Data Collection Methods
Data Collection is performed on the Internet via search engine history.This data is collected by observing past history of popular search topics and history of people’s search history. When someone searches something, it is automatically recorded and accumulated to usable data that can be interpreted easily, just like how Google records their search history and creates a graph expressing information.
Search history is being collected; this is being collected so that the search engine can easily record what is currently popular or what is being conversed on the Internet. The benefits of this are the tracking of current media and the public’s views and interests at a certain time. This data collection could cause harm because some people might want to keep their search history private, and all this information could leak at any time due to a data breach. This data can be accessed by anyone, if you use Google; they allow a user to look up popular searches and give them a graph showing areas where that topic is most searched and the percentage of their interest to the rest of the world.
Another digital data collection from a source other than the Internet could occur at your everyday bank. A bank uses cameras and other surveillance technology to record and collect data every single second of the day to keep the area safe and secure. By using cameras and other like technology they can keep track of who comes in and what they do during their time in he bank.

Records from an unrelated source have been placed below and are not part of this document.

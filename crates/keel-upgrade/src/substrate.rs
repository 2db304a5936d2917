//! Substrate (k0s) version upgrade through the autopilot plan.
//!
//! Each call advances the plan by one observation and returns. A plan that is
//! still running surfaces as a retryable `InProgress` error so the caller's
//! outer loop re-invokes later.

use std::collections::BTreeMap;

use k8s_openapi::api::core::v1::Node;
use tracing::{info, warn};

use keel_common::crd::autopilot::{
    Plan, PlanCommand, PlanCommandK0sUpdate, PlanCommandTarget, PlanCommandTargets, PlanPhase,
    PlanResourceUrl, PlanSpec, PLATFORM_LINUX_AMD64,
};
use keel_common::crd::installation::Installation;
use keel_common::kube_utils::node_kubelet_version;
use keel_common::release::K0S_ARTIFACT_KEY;
use keel_common::{ClusterClient, Error, ReleaseMetadata, Result, RuntimeConfig};

/// Path the local artifact mirror serves the upgrade binary on
pub const K0S_UPGRADE_BINARY_PATH: &str = "bin/k0s-upgrade";

const PLAN_RESOURCE: &str = "plan autopilot";

/// Bounds the delete-and-retry loop for stale plans
const MAX_PLAN_PASSES: usize = 2;

fn comparable(version: &str) -> &str {
    let v = version.trim_start_matches('v');
    v.split('+').next().unwrap_or(v)
}

/// True when every node runs the desired kubelet version
pub fn nodes_match_version(nodes: &[Node], desired: &str) -> bool {
    let want = comparable(desired);
    !nodes.is_empty()
        && nodes
            .iter()
            .all(|n| comparable(node_kubelet_version(n)) == want)
}

/// Plan that upgrades every node to the release's k0s version
pub fn k0s_upgrade_plan(
    installation: &Installation,
    config: &RuntimeConfig,
    meta: &ReleaseMetadata,
) -> Result<Plan> {
    let version = meta.k0s_version()?;

    let url = if installation.spec.air_gap {
        config.local_artifact_mirror_url(K0S_UPGRADE_BINARY_PATH)
    } else {
        meta.artifacts.get(K0S_ARTIFACT_KEY).cloned().ok_or_else(|| {
            Error::validation(format!(
                "release metadata has no {} artifact",
                K0S_ARTIFACT_KEY
            ))
        })?
    };
    let sha256 = (!meta.k0s_sha.is_empty()).then(|| meta.k0s_sha.clone());

    let command = PlanCommand {
        k0supdate: Some(PlanCommandK0sUpdate {
            version: version.to_string(),
            force_update: false,
            platforms: BTreeMap::from([(
                PLATFORM_LINUX_AMD64.to_string(),
                PlanResourceUrl { url, sha256 },
            )]),
            targets: PlanCommandTargets {
                controllers: PlanCommandTarget::all(),
                workers: PlanCommandTarget::all(),
            },
        }),
        airgapupdate: None,
    };

    Ok(Plan::new(
        installation.name(),
        PlanSpec {
            id: uuid::Uuid::new_v4().to_string(),
            timestamp: "now".to_string(),
            commands: vec![command],
        },
    ))
}

async fn delete_plan_if_present(client: &dyn ClusterClient) -> Result<()> {
    match client.delete_plan().await {
        Err(e) if !e.is_not_found() => Err(e),
        _ => Ok(()),
    }
}

/// Drive the cluster to the release's substrate version
pub async fn upgrade_substrate(
    client: &dyn ClusterClient,
    config: &RuntimeConfig,
    installation: &Installation,
    meta: &ReleaseMetadata,
) -> Result<()> {
    let desired = meta.k0s_version()?;
    if nodes_match_version(&client.list_nodes().await?, desired) {
        info!(version = %desired, "Cluster nodes already match the desired version");
        return Ok(());
    }

    for _ in 0..MAX_PLAN_PASSES {
        let Some(plan) = client.get_plan().await? else {
            let plan = k0s_upgrade_plan(installation, config, meta)?;
            info!(
                installation = %installation.name(),
                version = %desired,
                id = %plan.spec.id,
                "Creating autopilot upgrade plan"
            );
            match client.create_plan(&plan).await {
                Err(e) if !e.is_already_exists() => return Err(e),
                _ => {}
            }
            return Err(Error::in_progress(
                PLAN_RESOURCE,
                format!("an autopilot upgrade is in progress ({})", plan.spec.id),
            ));
        };

        if !plan.is_owned_by(installation.name()) {
            warn!(
                owner = ?plan.installation(),
                installation = %installation.name(),
                "Deleting autopilot plan from a different installation"
            );
            delete_plan_if_present(client).await?;
            continue;
        }

        if !plan.has_ended() {
            return Err(Error::in_progress(
                PLAN_RESOURCE,
                format!("an autopilot upgrade is in progress ({})", plan.spec.id),
            ));
        }

        if plan.phase() == PlanPhase::Failed {
            return Err(Error::failed(
                PLAN_RESOURCE,
                format!("autopilot plan failed: {}", plan.state()),
            ));
        }

        if !plan.is_k0s_upgrade() {
            info!(state = %plan.state(), "Deleting finished autopilot plan that is not an upgrade");
            delete_plan_if_present(client).await?;
            continue;
        }

        if !nodes_match_version(&client.list_nodes().await?, desired) {
            return Err(Error::failed(
                PLAN_RESOURCE,
                "cluster nodes did not match version after upgrade",
            ));
        }

        info!(version = %desired, "Upgrade to {} completed successfully", desired);
        delete_plan_if_present(client).await?;
        return Ok(());
    }

    Err(Error::internal_with_context(
        "upgrade_substrate",
        "autopilot plan kept changing while upgrading",
    ))
}

#[cfg(test)]
mod tests {
    use super::*;
    use k8s_openapi::api::core::v1::{NodeStatus, NodeSystemInfo};
    use k8s_openapi::apimachinery::pkg::apis::meta::v1::ObjectMeta;
    use keel_common::crd::autopilot::{state, PlanCommandAirgapUpdate, PlanStatus};
    use keel_common::crd::installation::InstallationSpec;
    use keel_common::MockClusterClient;

    const INSTALLATION: &str = "20240501000000";

    fn node(version: &str) -> Node {
        Node {
            status: Some(NodeStatus {
                node_info: Some(NodeSystemInfo {
                    kubelet_version: version.to_string(),
                    ..Default::default()
                }),
                ..Default::default()
            }),
            ..Default::default()
        }
    }

    fn installation(air_gap: bool) -> Installation {
        Installation {
            metadata: ObjectMeta {
                name: Some(INSTALLATION.to_string()),
                ..Default::default()
            },
            spec: InstallationSpec {
                air_gap,
                ..Default::default()
            },
            status: None,
        }
    }

    fn metadata() -> ReleaseMetadata {
        ReleaseMetadata {
            versions: BTreeMap::from([("Kubernetes".to_string(), "v1.30.5+k0s.0".to_string())]),
            artifacts: BTreeMap::from([(
                "k0s".to_string(),
                "https://example.com/k0s-v1.30.5".to_string(),
            )]),
            k0s_sha: "abc123".to_string(),
            ..Default::default()
        }
    }

    fn upgrade_plan(owner: &str, plan_state: &str) -> Plan {
        let mut plan =
            k0s_upgrade_plan(&installation(false), &RuntimeConfig::default(), &metadata())
                .unwrap();
        plan = Plan::new(owner, plan.spec);
        plan.status = Some(PlanStatus {
            state: plan_state.to_string(),
        });
        plan
    }

    #[test]
    fn test_node_version_comparison_ignores_build_suffix() {
        let nodes = vec![node("v1.30.5+k0s"), node("v1.30.5+k0s")];
        assert!(nodes_match_version(&nodes, "v1.30.5+k0s.0"));
        assert!(!nodes_match_version(&[node("v1.29.9+k0s")], "v1.30.5+k0s.0"));
        assert!(!nodes_match_version(&[], "v1.30.5+k0s.0"));
    }

    #[test]
    fn test_plan_uses_release_artifact_online() {
        let plan =
            k0s_upgrade_plan(&installation(false), &RuntimeConfig::default(), &metadata())
                .unwrap();
        let update = plan.spec.commands[0].k0supdate.as_ref().unwrap();
        assert_eq!(update.version, "v1.30.5+k0s.0");
        let url = &update.platforms[PLATFORM_LINUX_AMD64];
        assert_eq!(url.url, "https://example.com/k0s-v1.30.5");
        assert_eq!(url.sha256.as_deref(), Some("abc123"));
        assert!(plan.is_owned_by(INSTALLATION));
        assert_eq!(plan.spec.timestamp, "now");
    }

    #[test]
    fn test_plan_uses_local_mirror_airgap() {
        let plan =
            k0s_upgrade_plan(&installation(true), &RuntimeConfig::default(), &metadata()).unwrap();
        let update = plan.spec.commands[0].k0supdate.as_ref().unwrap();
        assert_eq!(
            update.platforms[PLATFORM_LINUX_AMD64].url,
            "http://127.0.0.1:50000/bin/k0s-upgrade"
        );
    }

    #[tokio::test]
    async fn test_skips_when_nodes_match() {
        let mut mock = MockClusterClient::new();
        mock.expect_list_nodes()
            .returning(|| Ok(vec![node("v1.30.5+k0s")]));
        mock.expect_get_plan().never();

        upgrade_substrate(&mock, &RuntimeConfig::default(), &installation(false), &metadata())
            .await
            .unwrap();
    }

    #[tokio::test]
    async fn test_creates_plan_and_reports_in_progress() {
        let mut mock = MockClusterClient::new();
        mock.expect_list_nodes()
            .returning(|| Ok(vec![node("v1.29.9+k0s")]));
        mock.expect_get_plan().returning(|| Ok(None));
        mock.expect_create_plan()
            .withf(|p| p.is_owned_by(INSTALLATION) && p.is_k0s_upgrade())
            .times(1)
            .returning(|_| Ok(()));

        let err =
            upgrade_substrate(&mock, &RuntimeConfig::default(), &installation(false), &metadata())
                .await
                .unwrap_err();
        assert!(matches!(err, Error::InProgress { .. }));
        assert!(err.is_retryable());
        assert!(err.to_string().starts_with("an autopilot upgrade is in progress"));
    }

    #[tokio::test]
    async fn test_running_plan_is_in_progress() {
        let mut mock = MockClusterClient::new();
        mock.expect_list_nodes()
            .returning(|| Ok(vec![node("v1.29.9+k0s")]));
        mock.expect_get_plan()
            .returning(|| Ok(Some(upgrade_plan(INSTALLATION, state::SCHEDULABLE_WAIT))));
        mock.expect_delete_plan().never();

        let err =
            upgrade_substrate(&mock, &RuntimeConfig::default(), &installation(false), &metadata())
                .await
                .unwrap_err();
        assert!(err.is_retryable());
    }

    #[tokio::test]
    async fn test_foreign_plan_is_replaced() {
        let mut mock = MockClusterClient::new();
        let mut seq = mockall::Sequence::new();
        mock.expect_list_nodes()
            .returning(|| Ok(vec![node("v1.29.9+k0s")]));
        mock.expect_get_plan()
            .times(1)
            .in_sequence(&mut seq)
            .returning(|| Ok(Some(upgrade_plan("19990101000000", state::SCHEDULABLE))));
        mock.expect_delete_plan()
            .times(1)
            .in_sequence(&mut seq)
            .returning(|| Ok(()));
        mock.expect_get_plan()
            .times(1)
            .in_sequence(&mut seq)
            .returning(|| Ok(None));
        mock.expect_create_plan()
            .withf(|p| p.is_owned_by(INSTALLATION))
            .times(1)
            .in_sequence(&mut seq)
            .returning(|_| Ok(()));

        let err =
            upgrade_substrate(&mock, &RuntimeConfig::default(), &installation(false), &metadata())
                .await
                .unwrap_err();
        assert!(matches!(err, Error::InProgress { .. }));
    }

    #[tokio::test]
    async fn test_finished_non_upgrade_plan_is_replaced() {
        let mut airgap = Plan::new(
            INSTALLATION,
            PlanSpec {
                commands: vec![PlanCommand {
                    k0supdate: None,
                    airgapupdate: Some(PlanCommandAirgapUpdate::default()),
                }],
                ..Default::default()
            },
        );
        airgap.status = Some(PlanStatus {
            state: state::COMPLETED.to_string(),
        });

        let mut mock = MockClusterClient::new();
        let mut seq = mockall::Sequence::new();
        mock.expect_list_nodes()
            .returning(|| Ok(vec![node("v1.29.9+k0s")]));
        mock.expect_get_plan()
            .times(1)
            .in_sequence(&mut seq)
            .returning(move || Ok(Some(airgap.clone())));
        mock.expect_delete_plan()
            .times(1)
            .in_sequence(&mut seq)
            .returning(|| Ok(()));
        mock.expect_get_plan()
            .times(1)
            .in_sequence(&mut seq)
            .returning(|| Ok(None));
        mock.expect_create_plan()
            .withf(|p| p.is_k0s_upgrade())
            .times(1)
            .in_sequence(&mut seq)
            .returning(|_| Ok(()));

        let err =
            upgrade_substrate(&mock, &RuntimeConfig::default(), &installation(false), &metadata())
                .await
                .unwrap_err();
        assert!(matches!(err, Error::InProgress { .. }));
    }

    #[tokio::test]
    async fn test_failed_plan_is_fatal() {
        let mut mock = MockClusterClient::new();
        mock.expect_list_nodes()
            .returning(|| Ok(vec![node("v1.29.9+k0s")]));
        mock.expect_get_plan()
            .returning(|| Ok(Some(upgrade_plan(INSTALLATION, state::APPLY_FAILED))));

        let err =
            upgrade_substrate(&mock, &RuntimeConfig::default(), &installation(false), &metadata())
                .await
                .unwrap_err();
        assert!(!err.is_retryable());
        assert_eq!(err.to_string(), "plan autopilot: autopilot plan failed: ApplyFailed");
    }

    #[tokio::test]
    async fn test_completed_plan_is_verified_then_deleted() {
        let mut mock = MockClusterClient::new();
        let mut seq = mockall::Sequence::new();
        mock.expect_list_nodes()
            .times(1)
            .in_sequence(&mut seq)
            .returning(|| Ok(vec![node("v1.29.9+k0s")]));
        mock.expect_get_plan()
            .times(1)
            .in_sequence(&mut seq)
            .returning(|| Ok(Some(upgrade_plan(INSTALLATION, state::COMPLETED))));
        mock.expect_list_nodes()
            .times(1)
            .in_sequence(&mut seq)
            .returning(|| Ok(vec![node("v1.30.5+k0s"), node("v1.30.5+k0s")]));
        mock.expect_delete_plan()
            .times(1)
            .in_sequence(&mut seq)
            .returning(|| Ok(()));

        upgrade_substrate(&mock, &RuntimeConfig::default(), &installation(false), &metadata())
            .await
            .unwrap();
    }

    #[tokio::test]
    async fn test_mismatch_after_success_is_fatal() {
        let mut mock = MockClusterClient::new();
        mock.expect_list_nodes()
            .returning(|| Ok(vec![node("v1.30.5+k0s"), node("v1.29.9+k0s")]));
        mock.expect_get_plan()
            .returning(|| Ok(Some(upgrade_plan(INSTALLATION, state::COMPLETED))));
        mock.expect_delete_plan().never();

        let err =
            upgrade_substrate(&mock, &RuntimeConfig::default(), &installation(false), &metadata())
                .await
                .unwrap_err();
        assert!(matches!(err, Error::Failed { .. }));
        assert!(err.to_string().contains("did not match version after upgrade"));
    }
}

Data about who comes in a bank and what they do are being collected via cameras. This data is being collected so a bank can record and have proof on what happens just in case something pops up, it is also being recorded for the safety of the bank. If a bank robber were to come, they would be recorded for further investigation. The benefits of this data collection is that people are able to know if someone else was there and withdraw their money, they would have a record of the time of the withdrawal and if that was really them or not. This data might cause harm because if it were ever to leak, valuable and private information would be obtained and could cause further harm. It can also be misleading and cause problems as well. Others would most likely not easily access this data because of the security issues and the private factor with all this sensitive information.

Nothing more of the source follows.